Use the substitution $\displaystyle x=t^2$ to find the general solution

b) Find the particular solution that verifies $\displaystyle y(0)=5$

c) Does any solution accomplish $\displaystyle y'(0)=2$? Justify.

Well, so what I did is:

$\displaystyle x=t^2 \rightarrow t=\sqrt{x}$

$\displaystyle \frac{dy}{dt}=\frac{dy}{dx}\frac{dx}{dt}=\frac{dy} {dx}2t$

$\displaystyle \frac{d^2y}{dt^2}=\frac{d^2y}{dx^2}4t^2+2\frac{dy} {dx}=4x\frac{d^2y}{dx^2}+2\frac{dy}{dx}$

Then $\displaystyle \frac{d^2y}{dt^2}+\frac{1}{t}\frac{dy}{dt}+4t^2y(t )=\frac{d^2y}{dx^2}+\frac{1}{x}\frac{dy}{dx}+y(x)= 0$

Now I'm not pretty sure what I should do to solve this.

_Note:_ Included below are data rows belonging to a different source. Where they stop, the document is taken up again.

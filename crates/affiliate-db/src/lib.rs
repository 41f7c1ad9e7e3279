//! Affiliate Database: SurrealDB connection management, schema
//! migrations and repository implementations of the `affiliate-core`
//! traits.
//!
//! This crate provides:
//! - Connection management ([`DbManager`], [`DbConfig`])
//! - Schema initialization and migrations ([`run_migrations`])
//! - Error types ([`DbError`])
//! - Repositories ([`repository::SurrealOrganizationRepository`],
//!   [`repository::SurrealAffiliationRepository`])

mod connection;
mod error;
pub mod repository;
mod schema;

pub use connection::{DbConfig, DbManager};
pub use error::DbError;
pub use schema::run_migrations;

Multiplying by $\displaystyle x^2$ I get the Bessel equation of order zero.

$\displaystyle \frac{d^2y}{dx^2}x^2+x\frac{dy}{dx}+x^2y(x)=0$

So the solution would be: $\displaystyle y(x)=C_1J_0+C_2Y_0$

The first thing that is not clear to me is about $\displaystyle Y_{\nu}=\frac{\cos \nu\pi J_{\nu}-J_{-\nu}}{\sin \nu\pi}$, with $\displaystyle \nu=0$ I've got: $\displaystyle Y_{0}=\frac{\cos 0\pi J_0-J_{-0}}{\sin 0\pi}$ which gives 0/0. I know from the books that its well defined for $\displaystyle \nu=0$, so I just accepted this fact. But now, in incise b) I have to evaluate y(0), which is not defined.